[Dataset excerpts]

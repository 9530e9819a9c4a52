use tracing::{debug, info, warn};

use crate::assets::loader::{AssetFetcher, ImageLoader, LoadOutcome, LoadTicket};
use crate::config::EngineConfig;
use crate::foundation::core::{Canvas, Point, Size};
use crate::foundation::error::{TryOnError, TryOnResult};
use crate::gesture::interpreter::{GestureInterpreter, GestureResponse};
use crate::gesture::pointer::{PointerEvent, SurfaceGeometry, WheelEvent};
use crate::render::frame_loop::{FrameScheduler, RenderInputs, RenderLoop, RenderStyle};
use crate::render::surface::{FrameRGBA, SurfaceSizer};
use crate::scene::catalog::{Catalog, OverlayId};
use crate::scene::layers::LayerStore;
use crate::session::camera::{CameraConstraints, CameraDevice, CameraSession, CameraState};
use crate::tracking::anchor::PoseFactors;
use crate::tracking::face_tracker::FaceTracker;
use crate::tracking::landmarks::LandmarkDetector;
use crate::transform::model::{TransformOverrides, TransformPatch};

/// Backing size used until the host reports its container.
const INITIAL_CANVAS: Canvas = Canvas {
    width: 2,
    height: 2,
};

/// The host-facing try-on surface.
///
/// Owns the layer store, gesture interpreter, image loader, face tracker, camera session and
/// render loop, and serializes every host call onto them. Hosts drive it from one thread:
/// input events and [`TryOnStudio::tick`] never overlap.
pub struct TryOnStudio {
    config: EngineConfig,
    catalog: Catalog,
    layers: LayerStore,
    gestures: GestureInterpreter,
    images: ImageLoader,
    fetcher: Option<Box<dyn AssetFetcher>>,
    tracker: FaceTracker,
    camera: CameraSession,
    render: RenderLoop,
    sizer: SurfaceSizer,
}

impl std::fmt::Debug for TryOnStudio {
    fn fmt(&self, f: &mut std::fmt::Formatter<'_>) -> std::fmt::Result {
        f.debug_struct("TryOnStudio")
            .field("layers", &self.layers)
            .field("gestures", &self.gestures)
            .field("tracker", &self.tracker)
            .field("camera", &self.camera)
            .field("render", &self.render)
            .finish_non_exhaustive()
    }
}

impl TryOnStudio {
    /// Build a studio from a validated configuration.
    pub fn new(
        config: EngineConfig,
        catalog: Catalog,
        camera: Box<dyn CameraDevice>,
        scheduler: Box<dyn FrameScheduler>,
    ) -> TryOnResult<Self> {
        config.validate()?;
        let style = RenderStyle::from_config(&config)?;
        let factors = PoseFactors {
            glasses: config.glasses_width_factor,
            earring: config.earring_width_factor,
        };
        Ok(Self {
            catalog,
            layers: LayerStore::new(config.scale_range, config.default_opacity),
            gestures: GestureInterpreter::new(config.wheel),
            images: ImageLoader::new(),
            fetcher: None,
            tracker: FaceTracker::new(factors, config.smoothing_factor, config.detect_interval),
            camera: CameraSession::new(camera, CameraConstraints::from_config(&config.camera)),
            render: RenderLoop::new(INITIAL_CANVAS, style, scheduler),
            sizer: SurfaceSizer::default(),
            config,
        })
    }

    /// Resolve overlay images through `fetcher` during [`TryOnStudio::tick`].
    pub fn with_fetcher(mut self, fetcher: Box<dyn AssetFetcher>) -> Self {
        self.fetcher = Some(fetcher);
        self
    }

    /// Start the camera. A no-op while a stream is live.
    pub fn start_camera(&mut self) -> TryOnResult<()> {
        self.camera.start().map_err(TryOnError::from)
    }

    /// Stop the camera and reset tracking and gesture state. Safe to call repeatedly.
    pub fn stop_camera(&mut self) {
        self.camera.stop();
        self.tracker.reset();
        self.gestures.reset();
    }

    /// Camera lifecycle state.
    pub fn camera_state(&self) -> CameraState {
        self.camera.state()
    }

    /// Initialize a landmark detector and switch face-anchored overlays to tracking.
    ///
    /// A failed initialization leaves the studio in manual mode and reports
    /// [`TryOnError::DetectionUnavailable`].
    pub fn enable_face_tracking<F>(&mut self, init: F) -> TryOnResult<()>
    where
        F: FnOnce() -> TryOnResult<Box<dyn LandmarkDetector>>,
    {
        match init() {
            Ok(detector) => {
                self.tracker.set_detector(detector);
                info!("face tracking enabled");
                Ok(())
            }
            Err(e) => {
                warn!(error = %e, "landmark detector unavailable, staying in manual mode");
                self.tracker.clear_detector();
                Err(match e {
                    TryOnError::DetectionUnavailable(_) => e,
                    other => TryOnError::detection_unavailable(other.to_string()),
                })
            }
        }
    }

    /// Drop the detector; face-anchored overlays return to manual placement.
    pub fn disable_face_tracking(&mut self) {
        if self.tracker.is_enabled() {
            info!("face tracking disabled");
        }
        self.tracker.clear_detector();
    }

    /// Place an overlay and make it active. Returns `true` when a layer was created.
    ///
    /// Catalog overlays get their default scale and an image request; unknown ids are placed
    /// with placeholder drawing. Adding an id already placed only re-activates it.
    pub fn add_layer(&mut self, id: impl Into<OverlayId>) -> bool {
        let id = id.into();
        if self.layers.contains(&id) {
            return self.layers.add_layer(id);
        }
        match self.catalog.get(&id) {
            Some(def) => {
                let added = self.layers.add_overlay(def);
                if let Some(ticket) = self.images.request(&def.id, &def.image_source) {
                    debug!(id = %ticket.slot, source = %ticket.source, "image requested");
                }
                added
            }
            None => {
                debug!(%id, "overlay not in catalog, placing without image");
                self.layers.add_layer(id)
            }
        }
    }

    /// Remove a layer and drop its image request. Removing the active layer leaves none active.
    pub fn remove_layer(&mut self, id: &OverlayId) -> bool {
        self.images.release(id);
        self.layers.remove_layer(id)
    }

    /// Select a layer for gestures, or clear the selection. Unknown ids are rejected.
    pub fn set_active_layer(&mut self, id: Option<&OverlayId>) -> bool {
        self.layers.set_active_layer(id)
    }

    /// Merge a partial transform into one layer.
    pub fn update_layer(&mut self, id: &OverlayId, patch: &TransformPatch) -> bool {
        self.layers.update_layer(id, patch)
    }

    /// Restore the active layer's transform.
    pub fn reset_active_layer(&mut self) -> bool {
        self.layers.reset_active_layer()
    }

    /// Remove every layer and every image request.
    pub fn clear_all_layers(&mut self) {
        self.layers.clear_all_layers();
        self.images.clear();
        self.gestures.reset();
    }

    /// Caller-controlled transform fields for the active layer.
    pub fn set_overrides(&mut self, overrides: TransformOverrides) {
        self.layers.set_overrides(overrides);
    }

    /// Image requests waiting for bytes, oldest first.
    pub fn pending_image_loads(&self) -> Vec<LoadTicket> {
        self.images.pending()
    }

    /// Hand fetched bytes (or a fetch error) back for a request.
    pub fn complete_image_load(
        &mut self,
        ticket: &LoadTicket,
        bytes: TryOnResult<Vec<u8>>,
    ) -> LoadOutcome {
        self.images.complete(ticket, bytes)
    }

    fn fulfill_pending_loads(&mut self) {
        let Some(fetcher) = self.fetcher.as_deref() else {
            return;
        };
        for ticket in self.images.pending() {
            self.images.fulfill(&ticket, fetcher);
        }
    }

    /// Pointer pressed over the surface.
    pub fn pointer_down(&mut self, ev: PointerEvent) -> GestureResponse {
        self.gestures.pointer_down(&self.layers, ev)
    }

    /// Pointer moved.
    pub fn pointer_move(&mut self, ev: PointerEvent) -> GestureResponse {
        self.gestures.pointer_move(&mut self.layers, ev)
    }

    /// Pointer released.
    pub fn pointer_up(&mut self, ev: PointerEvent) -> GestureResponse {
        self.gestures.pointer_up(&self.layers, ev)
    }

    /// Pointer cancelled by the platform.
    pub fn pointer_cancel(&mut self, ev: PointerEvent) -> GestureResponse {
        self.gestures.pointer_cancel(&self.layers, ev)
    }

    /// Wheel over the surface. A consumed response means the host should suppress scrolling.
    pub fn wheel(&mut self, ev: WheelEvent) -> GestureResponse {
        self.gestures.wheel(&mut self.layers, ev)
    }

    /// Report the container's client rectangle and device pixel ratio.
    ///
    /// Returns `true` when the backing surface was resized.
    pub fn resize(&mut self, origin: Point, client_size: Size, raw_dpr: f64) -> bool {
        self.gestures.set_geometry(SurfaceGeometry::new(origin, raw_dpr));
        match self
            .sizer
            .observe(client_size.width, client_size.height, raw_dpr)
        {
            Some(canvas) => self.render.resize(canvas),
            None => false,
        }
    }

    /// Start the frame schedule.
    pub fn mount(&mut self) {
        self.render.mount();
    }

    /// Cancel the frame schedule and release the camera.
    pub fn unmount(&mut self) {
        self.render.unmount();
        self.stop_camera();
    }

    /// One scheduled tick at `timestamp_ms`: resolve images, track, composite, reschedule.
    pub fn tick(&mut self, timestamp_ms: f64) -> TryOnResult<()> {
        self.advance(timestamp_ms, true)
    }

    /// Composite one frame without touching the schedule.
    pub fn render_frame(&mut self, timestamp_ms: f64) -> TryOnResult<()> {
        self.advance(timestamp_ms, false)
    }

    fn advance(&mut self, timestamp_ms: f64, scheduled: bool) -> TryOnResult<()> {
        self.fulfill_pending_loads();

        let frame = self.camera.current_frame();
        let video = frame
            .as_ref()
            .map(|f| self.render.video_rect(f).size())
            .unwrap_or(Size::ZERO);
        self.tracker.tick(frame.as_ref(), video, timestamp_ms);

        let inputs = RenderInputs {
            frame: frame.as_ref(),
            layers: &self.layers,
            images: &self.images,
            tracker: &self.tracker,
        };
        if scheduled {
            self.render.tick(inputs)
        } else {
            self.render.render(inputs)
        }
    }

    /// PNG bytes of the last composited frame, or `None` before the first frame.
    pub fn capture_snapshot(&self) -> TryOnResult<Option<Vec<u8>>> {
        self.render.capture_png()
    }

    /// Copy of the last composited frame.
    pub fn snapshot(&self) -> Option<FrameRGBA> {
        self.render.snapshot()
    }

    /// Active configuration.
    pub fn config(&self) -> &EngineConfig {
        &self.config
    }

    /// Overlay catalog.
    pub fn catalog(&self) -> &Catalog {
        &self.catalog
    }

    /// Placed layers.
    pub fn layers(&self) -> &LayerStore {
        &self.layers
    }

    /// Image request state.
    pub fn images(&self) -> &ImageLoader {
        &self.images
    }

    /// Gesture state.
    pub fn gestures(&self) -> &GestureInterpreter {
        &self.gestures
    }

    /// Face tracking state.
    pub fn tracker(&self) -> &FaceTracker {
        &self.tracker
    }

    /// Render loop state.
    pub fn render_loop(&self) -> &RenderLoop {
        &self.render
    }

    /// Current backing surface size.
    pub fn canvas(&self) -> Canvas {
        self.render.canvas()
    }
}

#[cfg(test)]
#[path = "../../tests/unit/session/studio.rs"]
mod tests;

### [Aim of the exercise]
Search the records above for "EngineConfig" and copy every line that has it.

### [Completed exercise]
use crate::config::EngineConfig;
    config: EngineConfig,
        config: EngineConfig,
    pub fn config(&self) -> &EngineConfig {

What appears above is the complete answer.